In October, 90 "incidents" were reported in Tameem, an area no larger than a few city blocks in Berlin. Twenty of those incidents involved attacks on US troops by gangs of insurgents. Wherever the Americans went they were shot at from apartment buildings, three times with rockets and four times with rocket-propelled grenades. Sixteen remote-controlled bombs exploded along the neighborhood's streets, 14 homemade explosive devices were found and defused, snipers attacked the occupying troops twice and one hidden car bomb was found, ready for use. And so the story continued: throughout November, December, January and February.
Then came the surge:
By March, however, the number of incidents reported in Tameem had dropped to 43, including only four direct attacks with rifles and pistols and one rocket attack. There were no bombings, snipers, rocket-propelled grenades or car bombs. And the leaders of the region's 23 powerful clans were finally meeting with US commanders for "security conferences," while the imams from the city's mosques met with the military's chaplains.
The Iraqis in Ramadi, almost all Sunnis, had been worn down by chronic violence. Many had been victims of kidnappings or blackmail at the hands of mafia-like terrorist groups. They had finally come to the realization that, in the long run, the Americans were less of a threat and offered more hope than the fanatical holy warriors from Iraq and abroad.
Americans were less of a threat and offered more hope than the fanatical holy warriors from Iraq and abroad. Can you imagine any American journalist writing such words? Or these:
Families began sending their sons to join the new Iraqi police force and military and fathers ran for municipal offices. They began cooperating with US military officials, turning in bombers and revealing their weapons caches, all while going about their daily lives, running their businesses, working as contractors, shipping agents and garbage collectors. Teachers returned to their classrooms, doctors began treating patients again and store owners restocked their shelves. Iraqis were now building the barbed wire barriers around the city, constructed to force travelers through checkpoints. Iraqis even manned the checkpoints as the Americans -- the Iraqis' former enemies -- retreated to the background, watching over as the city made a fresh start.

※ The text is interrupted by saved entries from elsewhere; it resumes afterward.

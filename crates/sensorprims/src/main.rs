mod cmd;
mod exit;
mod logging;
mod output;

use clap::Parser;
use sensorprims_pcic::DEFAULT_PCIC_PORT;

use crate::cmd::{parse_duration, Command, Target};
use crate::logging::{init_logging, LogFormat, LogLevel};
use crate::output::OutputFormat;

#[derive(Parser, Debug)]
#[command(name = "sensorprims", version, about = "Vision sensor PCIC and configuration CLI")]
struct Cli {
    /// Device host name or IP address.
    #[arg(long, env = "SENSORPRIMS_HOST", default_value = "192.168.0.69", global = true)]
    host: String,

    /// PCIC TCP port.
    #[arg(long, env = "SENSORPRIMS_PCIC_PORT", default_value_t = DEFAULT_PCIC_PORT, global = true)]
    pcic_port: u16,

    /// Connect and I/O timeout (e.g. 5s, 500ms).
    #[arg(long, default_value = "10s", global = true)]
    timeout: String,

    /// Output format.
    #[arg(long, value_name = "FORMAT", global = true)]
    format: Option<OutputFormat>,

    /// Log output format (stderr).
    #[arg(long, value_name = "FORMAT", default_value = "text", global = true)]
    log_format: LogFormat,

    /// Minimum log level (stderr).
    #[arg(long, value_name = "LEVEL", default_value = "info", global = true)]
    log_level: LogLevel,

    #[command(subcommand)]
    command: Command,
}

fn main() {
    let cli = Cli::parse();
    init_logging(cli.log_format, cli.log_level);

    let format = cli.format.unwrap_or_else(OutputFormat::default_for_stdout);
    let result = parse_duration(&cli.timeout).and_then(|timeout| {
        let target = Target {
            host: cli.host,
            pcic_port: cli.pcic_port,
            timeout,
        };
        cmd::run(cli.command, &target, format)
    });

    match result {
        Ok(code) => std::process::exit(code),
        Err(err) => {
            eprintln!("error: {err}");
            std::process::exit(err.code);
        }
    }
}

Since June, Ramadi residents have only known the war from televison [sic]. Indeed, US military officials at the Baghdad headquarters of Operation Iraqi Freedom often have trouble believing their eyes when they read the reports coming in from their units in Ramadi these days. Exploded car bombs: zero. Detonated roadside bombs: zero. Rocket fire: zero. Grenade fire: zero. Shots from rifles and pistols: zero. Weapons caches discovered: dozens. Terrorists arrested: many.
The reader is strongly encouraged to take the time to review all eight segments of this astounding report that really should be required reading for all American journalists and politicians who still question whether or not the surge is working.
Bravo, Der Spiegel. Bravo!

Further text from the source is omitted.